J (X, y, β) = {‖y - X β‖}_{2}^{2} + λ {‖β‖}_{2}^{2}

(3)

L (X, y, β) = {‖y - X β‖}_{2}^{2}

(4)

P e n a l t y t e r m = λ {‖β‖}_{2}^{2}

(5)

where

{‖\dots‖}_{2}

is the

l_{2}

Euclidean norm, X is the matrix of feature variables, y is the response variable, β is the vector of coefficients associated with the features, J is the objective function, and

L

is the loss function.

The ridge regularization method attempts to reduce variance in regression coefficients, with large regularization strengths resulting in highly biased estimators that tend toward zero [58,60]. Consequently, coefficient estimates move away from where their unbiased ordinary least squares (OLS) estimates would be, thus making the standard error and p-values not particularly meaningful [61,62]. In other words, ridge regularization improves model numerical stability at the expense of interpretability (see SciKit Learn documentation on linear models). Consequently, 95% confidence intervals were estimated using bootstrapping as an inference of estimator significance.
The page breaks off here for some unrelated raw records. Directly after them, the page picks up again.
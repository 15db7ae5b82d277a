use std::path::PathBuf;
use std::time::Duration;

use clap::Parser;
use renderer::AdapterPreference;

#[derive(Parser, Debug)]
#[command(
    name = "shadebox",
    author,
    version,
    about = "Headless GLSL sandbox with hot reload and program introspection"
)]
pub struct Cli {
    /// Session file (`shadebox.toml`). Falls back to `./shadebox.toml`, then
    /// the user config directory.
    #[arg(value_name = "CONFIG", env = "SHADEBOX_CONFIG")]
    pub config: Option<PathBuf>,

    /// Compile and reflect every shader in the session without a GPU, then exit.
    #[arg(long)]
    pub check: bool,

    #[command(flatten)]
    pub run: RunArgs,
}

#[derive(Parser, Debug)]
pub struct RunArgs {
    /// Stop after this many frames (runs until `quit` otherwise).
    #[arg(long, value_name = "COUNT")]
    pub frames: Option<u64>,

    /// Override the off-screen target size (e.g. `1280x720`).
    #[arg(long, value_name = "WIDTHxHEIGHT", value_parser = parse_size)]
    pub size: Option<[u32; 2]>,

    /// Frame rate cap (0=uncapped).
    #[arg(long, value_name = "FPS")]
    pub fps: Option<f32>,

    /// How often watched files are checked for changes (e.g. `250ms`).
    #[arg(long, value_name = "DURATION", value_parser = parse_poll_interval)]
    pub poll_interval: Option<Duration>,

    /// Write the last rendered frame to this PNG path on exit.
    #[arg(long, value_name = "PATH")]
    pub snapshot: Option<PathBuf>,

    /// Do not read commands from stdin.
    #[arg(long)]
    pub no_console: bool,

    /// Adapter selection: `low-power`, `high-performance`, or `fallback`.
    #[arg(
        long,
        value_name = "ADAPTER",
        value_parser = parse_adapter,
        default_value = "low-power"
    )]
    pub adapter: AdapterPreference,
}

pub fn parse() -> Cli {
    Cli::parse()
}

pub fn parse_size(value: &str) -> Result<[u32; 2], String> {
    let (w, h) = value
        .trim()
        .split_once(['x', 'X'])
        .ok_or_else(|| "expected WIDTHxHEIGHT".to_string())?;
    let width = w
        .trim()
        .parse::<u32>()
        .map_err(|_| format!("invalid width '{}'", w.trim()))?;
    let height = h
        .trim()
        .parse::<u32>()
        .map_err(|_| format!("invalid height '{}'", h.trim()))?;
    if width == 0 || height == 0 {
        return Err("size must be non-zero".to_string());
    }
    Ok([width, height])
}

pub fn parse_poll_interval(value: &str) -> Result<Duration, String> {
    let interval = humantime::parse_duration(value.trim())
        .map_err(|err| format!("invalid duration '{}': {err}", value.trim()))?;
    if interval.is_zero() {
        return Err("poll interval must be greater than zero".to_string());
    }
    Ok(interval)
}

pub fn parse_adapter(value: &str) -> Result<AdapterPreference, String> {
    let normalized = value.trim().to_ascii_lowercase();
    match normalized.as_str() {
        "low-power" | "low" | "default" => Ok(AdapterPreference::LowPower),
        "high-performance" | "high" | "discrete" => Ok(AdapterPreference::HighPerformance),
        "fallback" | "software" => Ok(AdapterPreference::Fallback),
        other => Err(format!(
            "unknown adapter '{other}'; expected low-power, high-performance, or fallback"
        )),
    }
}
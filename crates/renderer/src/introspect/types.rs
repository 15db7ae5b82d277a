use serde::Serialize;

use crate::uniforms::ScalarKind;

macro_rules! glsl_types {
    ($($variant:ident = $code:literal, $name:literal;)*) => {
        /// Declared type of a reflected resource. Codes match the GL type
        /// enumerants so dumps line up with other GL tooling.
        #[derive(Debug, Clone, Copy, PartialEq, Eq, Hash, Serialize)]
        #[serde(into = "&'static str")]
        pub enum GlslType {
            $($variant,)*
            Unknown(i32),
        }

        impl GlslType {
            pub fn code(self) -> i32 {
                match self {
                    $(GlslType::$variant => $code,)*
                    GlslType::Unknown(code) => code,
                }
            }

            pub fn from_code(code: i32) -> Self {
                match code {
                    $($code => GlslType::$variant,)*
                    other => GlslType::Unknown(other),
                }
            }

            pub fn glsl_name(self) -> &'static str {
                match self {
                    $(GlslType::$variant => $name,)*
                    GlslType::Unknown(_) => "unknown",
                }
            }
        }
    };
}

glsl_types! {
    Float = 0x1406, "float";
    Vec2 = 0x8B50, "vec2";
    Vec3 = 0x8B51, "vec3";
    Vec4 = 0x8B52, "vec4";
    Double = 0x140A, "double";
    DVec2 = 0x8FFC, "dvec2";
    DVec3 = 0x8FFD, "dvec3";
    DVec4 = 0x8FFE, "dvec4";
    Int = 0x1404, "int";
    IVec2 = 0x8B53, "ivec2";
    IVec3 = 0x8B54, "ivec3";
    IVec4 = 0x8B55, "ivec4";
    UInt = 0x1405, "uint";
    UVec2 = 0x8DC6, "uvec2";
    UVec3 = 0x8DC7, "uvec3";
    UVec4 = 0x8DC8, "uvec4";
    Bool = 0x8B56, "bool";
    BVec2 = 0x8B57, "bvec2";
    BVec3 = 0x8B58, "bvec3";
    BVec4 = 0x8B59, "bvec4";
    Mat2 = 0x8B5A, "mat2";
    Mat3 = 0x8B5B, "mat3";
    Mat4 = 0x8B5C, "mat4";
    Mat2x3 = 0x8B65, "mat2x3";
    Mat2x4 = 0x8B66, "mat2x4";
    Mat3x2 = 0x8B67, "mat3x2";
    Mat3x4 = 0x8B68, "mat3x4";
    Mat4x2 = 0x8B69, "mat4x2";
    Mat4x3 = 0x8B6A, "mat4x3";
    DMat2 = 0x8F46, "dmat2";
    DMat3 = 0x8F47, "dmat3";
    DMat4 = 0x8F48, "dmat4";
    Sampler2D = 0x8B5E, "sampler2D";
    Sampler3D = 0x8B5F, "sampler3D";
    SamplerCube = 0x8B60, "samplerCube";
    Texture1D = 0x9001, "texture1D";
    Texture2D = 0x9002, "texture2D";
    Texture3D = 0x9003, "texture3D";
    TextureCube = 0x9004, "textureCube";
    Texture2DArray = 0x9005, "texture2DArray";
    Sampler = 0x9006, "sampler";
    SamplerShadow = 0x9007, "samplerShadow";
}

impl From<GlslType> for &'static str {
    fn from(value: GlslType) -> Self {
        value.glsl_name()
    }
}

impl Default for GlslType {
    fn default() -> Self {
        GlslType::Unknown(0)
    }
}

/// Component layout of a non-opaque type: scalar kind, columns and rows.
/// Vectors have one column; scalars are 1x1.
#[derive(Debug, Clone, Copy, PartialEq, Eq)]
pub struct TypeShape {
    pub kind: ScalarKind,
    pub columns: u8,
    pub rows: u8,
}

impl GlslType {
    pub fn vector(kind: ScalarKind, size: u8) -> Self {
        use GlslType::*;
        match (kind, size) {
            (ScalarKind::Float, 1) => Float,
            (ScalarKind::Float, 2) => Vec2,
            (ScalarKind::Float, 3) => Vec3,
            (ScalarKind::Float, 4) => Vec4,
            (ScalarKind::Double, 1) => Double,
            (ScalarKind::Double, 2) => DVec2,
            (ScalarKind::Double, 3) => DVec3,
            (ScalarKind::Double, 4) => DVec4,
            (ScalarKind::Int, 1) => Int,
            (ScalarKind::Int, 2) => IVec2,
            (ScalarKind::Int, 3) => IVec3,
            (ScalarKind::Int, 4) => IVec4,
            (ScalarKind::UInt, 1) => UInt,
            (ScalarKind::UInt, 2) => UVec2,
            (ScalarKind::UInt, 3) => UVec3,
            (ScalarKind::UInt, 4) => UVec4,
            (ScalarKind::Bool, 1) => Bool,
            (ScalarKind::Bool, 2) => BVec2,
            (ScalarKind::Bool, 3) => BVec3,
            (ScalarKind::Bool, 4) => BVec4,
            _ => Unknown(0),
        }
    }

    pub fn matrix(kind: ScalarKind, columns: u8, rows: u8) -> Self {
        use GlslType::*;
        match (kind, columns, rows) {
            (ScalarKind::Float, 2, 2) => Mat2,
            (ScalarKind::Float, 3, 3) => Mat3,
            (ScalarKind::Float, 4, 4) => Mat4,
            (ScalarKind::Float, 2, 3) => Mat2x3,
            (ScalarKind::Float, 2, 4) => Mat2x4,
            (ScalarKind::Float, 3, 2) => Mat3x2,
            (ScalarKind::Float, 3, 4) => Mat3x4,
            (ScalarKind::Float, 4, 2) => Mat4x2,
            (ScalarKind::Float, 4, 3) => Mat4x3,
            (ScalarKind::Double, 2, 2) => DMat2,
            (ScalarKind::Double, 3, 3) => DMat3,
            (ScalarKind::Double, 4, 4) => DMat4,
            _ => Unknown(0),
        }
    }

    pub fn shape(self) -> Option<TypeShape> {
        use GlslType::*;
        let (kind, columns, rows) = match self {
            Float => (ScalarKind::Float, 1, 1),
            Vec2 => (ScalarKind::Float, 1, 2),
            Vec3 => (ScalarKind::Float, 1, 3),
            Vec4 => (ScalarKind::Float, 1, 4),
            Double => (ScalarKind::Double, 1, 1),
            DVec2 => (ScalarKind::Double, 1, 2),
            DVec3 => (ScalarKind::Double, 1, 3),
            DVec4 => (ScalarKind::Double, 1, 4),
            Int => (ScalarKind::Int, 1, 1),
            IVec2 => (ScalarKind::Int, 1, 2),
            IVec3 => (ScalarKind::Int, 1, 3),
            IVec4 => (ScalarKind::Int, 1, 4),
            UInt => (ScalarKind::UInt, 1, 1),
            UVec2 => (ScalarKind::UInt, 1, 2),
            UVec3 => (ScalarKind::UInt, 1, 3),
            UVec4 => (ScalarKind::UInt, 1, 4),
            Bool => (ScalarKind::Bool, 1, 1),
            BVec2 => (ScalarKind::Bool, 1, 2),
            BVec3 => (ScalarKind::Bool, 1, 3),
            BVec4 => (ScalarKind::Bool, 1, 4),
            Mat2 => (ScalarKind::Float, 2, 2),
            Mat3 => (ScalarKind::Float, 3, 3),
            Mat4 => (ScalarKind::Float, 4, 4),
            Mat2x3 => (ScalarKind::Float, 2, 3),
            Mat2x4 => (ScalarKind::Float, 2, 4),
            Mat3x2 => (ScalarKind::Float, 3, 2),
            Mat3x4 => (ScalarKind::Float, 3, 4),
            Mat4x2 => (ScalarKind::Float, 4, 2),
            Mat4x3 => (ScalarKind::Float, 4, 3),
            DMat2 => (ScalarKind::Double, 2, 2),
            DMat3 => (ScalarKind::Double, 3, 3),
            DMat4 => (ScalarKind::Double, 4, 4),
            _ => return None,
        };
        Some(TypeShape {
            kind,
            columns,
            rows,
        })
    }

    pub fn is_opaque(self) -> bool {
        use GlslType::*;
        matches!(
            self,
            Sampler2D
                | Sampler3D
                | SamplerCube
                | Texture1D
                | Texture2D
                | Texture3D
                | TextureCube
                | Texture2DArray
                | Sampler
                | SamplerShadow
        )
    }

    pub fn is_texture(self) -> bool {
        use GlslType::*;
        matches!(
            self,
            Texture1D | Texture2D | Texture3D | TextureCube | Texture2DArray
        )
    }
}
use std::path::Path;
use std::thread;
use std::time::{Duration, Instant};

use anyhow::{Context, Result};
use boxconfig::{FileKindSetting, SandboxConfig, StageSetting};
use crossbeam_channel::Receiver;
use filewatch::{FileKind, FileWatcher};
use glam::Vec3;
use renderer::{
    Camera, Light, Material, Sandbox, SandboxOptions, SceneSettings, ShaderCompiler, WgpuApi,
};
use shadersrc::{PathResolver, ShaderStage};
use tracing_subscriber::EnvFilter;

use crate::cli::RunArgs;
use crate::console::{self, ConsoleCommand, HELP};

const DEFAULT_FPS: f32 = 60.0;

pub fn run(config_path: &Path, args: RunArgs) -> Result<()> {
    let mut config = SandboxConfig::load(config_path)
        .with_context(|| format!("failed to load {}", config_path.display()))?;
    apply_overrides(&mut config, &args);
    tracing::info!(
        config = %config_path.display(),
        files = config.files.len(),
        width = config.surface.size[0],
        height = config.surface.size[1],
        poll_interval = %humantime::format_duration(config.poll_interval),
        "starting shadebox session"
    );

    let api = WgpuApi::headless(config.surface.size, args.adapter)
        .context("failed to initialise the GPU")?;
    let watcher = FileWatcher::with_interval(config.poll_interval)
        .context("failed to start the file watcher")?;
    let options = SandboxOptions {
        include_dirs: config.include_dirs.clone(),
        scene: scene_settings(&config),
        clear_color: config.surface.clear_color,
        ..SandboxOptions::default()
    };
    let mut sandbox = Sandbox::new(api, watcher, ShaderCompiler::new(), options);

    for entry in &config.files {
        if let Err(err) = sandbox.watch_file(
            &entry.path,
            entry.kind.map(file_kind),
            &entry.tag,
            entry.stage.map(shader_stage),
        ) {
            tracing::error!(path = %entry.path.display(), tag = %entry.tag, "{err}");
        }
    }

    let commands = if args.no_console {
        None
    } else {
        Some(console::spawn().context("failed to start the console thread")?)
    };

    let resolver = PathResolver::new()?;
    let fps = config.surface.fps.unwrap_or(DEFAULT_FPS);
    let frame_budget = (fps > 0.0).then(|| Duration::from_secs_f32(1.0 / fps));
    loop {
        let started = Instant::now();
        let stats = sandbox.frame();
        tracing::trace!(?stats, "frame");

        if args.frames.is_some_and(|limit| sandbox.frame_index() >= limit) {
            break;
        }
        if let Some(rx) = &commands {
            if drain_commands(&mut sandbox, &resolver, rx) == Flow::Quit {
                break;
            }
        }
        if let Some(budget) = frame_budget {
            if let Some(remaining) = budget.checked_sub(started.elapsed()) {
                thread::sleep(remaining);
            }
        }
    }

    let stats = sandbox.compiler().stats();
    tracing::info!(
        frames = sandbox.frame_index(),
        cache_hits = stats.hits,
        cache_misses = stats.misses,
        compile_failures = stats.failures,
        "session finished"
    );
    if let Some(path) = &args.snapshot {
        sandbox
            .api()
            .save_snapshot(path)
            .with_context(|| format!("failed to write snapshot {}", path.display()))?;
    }
    Ok(())
}

#[derive(Debug, PartialEq, Eq)]
enum Flow {
    Continue,
    Quit,
}

fn drain_commands(
    sandbox: &mut Sandbox<WgpuApi>,
    resolver: &PathResolver,
    rx: &Receiver<ConsoleCommand>,
) -> Flow {
    while let Ok(command) = rx.try_recv() {
        if let Err(err) = handle_command(sandbox, resolver, command.clone()) {
            println!("{err:#}");
        }
        if command == ConsoleCommand::Quit {
            return Flow::Quit;
        }
    }
    Flow::Continue
}

fn handle_command(
    sandbox: &mut Sandbox<WgpuApi>,
    resolver: &PathResolver,
    command: ConsoleCommand,
) -> Result<()> {
    match command {
        ConsoleCommand::List => {
            println!("{}", serde_json::to_string_pretty(&sandbox.slot_states())?);
        }
        ConsoleCommand::Reload => {
            let failed = sandbox.reload_all();
            println!("reload finished with {failed} failure(s)");
        }
        ConsoleCommand::Rescan => {
            sandbox.watcher().poll_now();
            println!("rescanned {} watched file(s)", sandbox.watcher().len());
        }
        ConsoleCommand::Watch { path, tag, stage } => {
            let path = resolver.resolve(&path)?;
            sandbox
                .watch_file(&path, None, &tag, stage)
                .context("watch failed")?;
            println!("watching {} [{tag}]", path.display());
        }
        ConsoleCommand::Unwatch { path, tag } => {
            let path = resolver.resolve(&path)?;
            if sandbox.unwatch_file(&path, &tag) {
                println!("stopped watching {} [{tag}]", path.display());
            } else {
                println!("{} [{tag}] was not watched", path.display());
            }
        }
        ConsoleCommand::Dump { tag, stage } => match sandbox.introspection_report(&tag, stage) {
            Some(report) => println!("{}", serde_json::to_string_pretty(&report)?),
            None => println!("no linked {stage} program under tag '{tag}'"),
        },
        ConsoleCommand::Stats => {
            let stats = sandbox.compiler().stats();
            println!(
                "frame {} | cache entries {} hits {} misses {} failures {} | meshes {} | watched {}",
                sandbox.frame_index(),
                stats.entries,
                stats.hits,
                stats.misses,
                stats.failures,
                sandbox.mesh_count(),
                sandbox.watcher().len()
            );
        }
        ConsoleCommand::Snapshot(path) => {
            let path = resolver.resolve(&path)?;
            sandbox
                .api()
                .save_snapshot(&path)
                .context("snapshot failed")?;
        }
        ConsoleCommand::Help => println!("{HELP}"),
        ConsoleCommand::Quit => {}
    }
    Ok(())
}

fn apply_overrides(config: &mut SandboxConfig, args: &RunArgs) {
    if let Some(size) = args.size {
        config.surface.size = size;
    }
    if let Some(fps) = args.fps {
        config.surface.fps = Some(fps.max(0.0));
    }
    if let Some(interval) = args.poll_interval {
        config.poll_interval = interval;
    }
}

fn scene_settings(config: &SandboxConfig) -> SceneSettings {
    SceneSettings {
        camera: Camera {
            eye: Vec3::from(config.camera.eye),
            target: Vec3::from(config.camera.target),
            up: Vec3::Y,
            fov_y_degrees: config.camera.fov_degrees,
            near: config.camera.near,
            far: config.camera.far,
            orbit_speed: config.camera.orbit_speed,
        },
        light: Light {
            position: Vec3::from(config.light.position),
            color: Vec3::from(config.light.color),
        },
        material: Material {
            ambient: Vec3::from(config.material.ambient),
            diffuse: Vec3::from(config.material.diffuse),
            specular: Vec3::from(config.material.specular),
            shininess: config.material.shininess,
        },
    }
}

pub fn file_kind(setting: FileKindSetting) -> FileKind {
    match setting {
        FileKindSetting::Shader => FileKind::Shader,
        FileKindSetting::Image => FileKind::Image,
        FileKindSetting::Geometry => FileKind::Geometry,
        FileKindSetting::Dependency => FileKind::Dependency,
    }
}

pub fn shader_stage(setting: StageSetting) -> ShaderStage {
    match setting {
        StageSetting::Vertex => ShaderStage::Vertex,
        StageSetting::TessControl => ShaderStage::TessControl,
        StageSetting::TessEvaluation => ShaderStage::TessEvaluation,
        StageSetting::Geometry => ShaderStage::Geometry,
        StageSetting::Fragment => ShaderStage::Fragment,
        StageSetting::Compute => ShaderStage::Compute,
    }
}

pub fn initialise_tracing() {
    let filter = EnvFilter::try_from_default_env().unwrap_or_else(|_| EnvFilter::new("info"));
    tracing_subscriber::fmt()
        .with_env_filter(filter)
        .with_target(false)
        .init();
}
Model performance was evaluated using K-fold cross-validation (k = 5 folds on the training set) and the following classification performance metrics: accuracy, precision, recall, F1-score, and receiver operating characteristic (ROC) area under the curve (AUC); Youden’s index J, a performance metric that helps define the optimal decision threshold to maximize specificity and sensitivity, was utilized to select a decision threshold that would optimize ROC AUC score [63]. The importance of explanatory variables was examined through permutation feature importance. Introduced by Breiman [64] for tree-based models, this approach for identifying critical features extends to a broad range of applications. The method works by randomly permuting each explanatory variable in order to break its natural relationship with the target variable and rerunning the model. This is repeated M times as designated by the modeler. The model classification for each run is compared with the true class label, and the output of permutation-based feature importance is the percent increase in the misclassification rate. Breiman warned that redundant variables (i.e., highly correlated variables) may not produce any decrease in the error rate because their information may be encoded in other variables. Consequently, feature importances may be under- or overestimated. To address this problem, VIFs and correlation coefficients were analyzed as part of data preprocessing, as described earlier. Additionally, variables were aggregated or excluded to reduce such impacts on the regression analysis and model inference.

3. Results

3.1. Logistic Regression Model Coefficients and Statistical Significance

The model coefficients of the logistic regression model for flood reports are shown in Table 2 below, along with their respective 95% confidence intervals computed using bootstrapping. The average k-fold cross-validation score (k = 5, ROC AUC scoring) was 0.8, indicating a well-performing, stable model. Precipitation (β_Precip = 11.592099) has the coefficient with the largest magnitude, followed by tide (β_Tide = 0.110156) and topographic wetness index (β_RASTERVALU = −0.075085), the three statistically significant predictors (α = 0.05). However, because regularization is performed when fitting the logistic regression, coefficient magnitudes and significance must be evaluated alongside other metrics to understand their importance in the model predictions.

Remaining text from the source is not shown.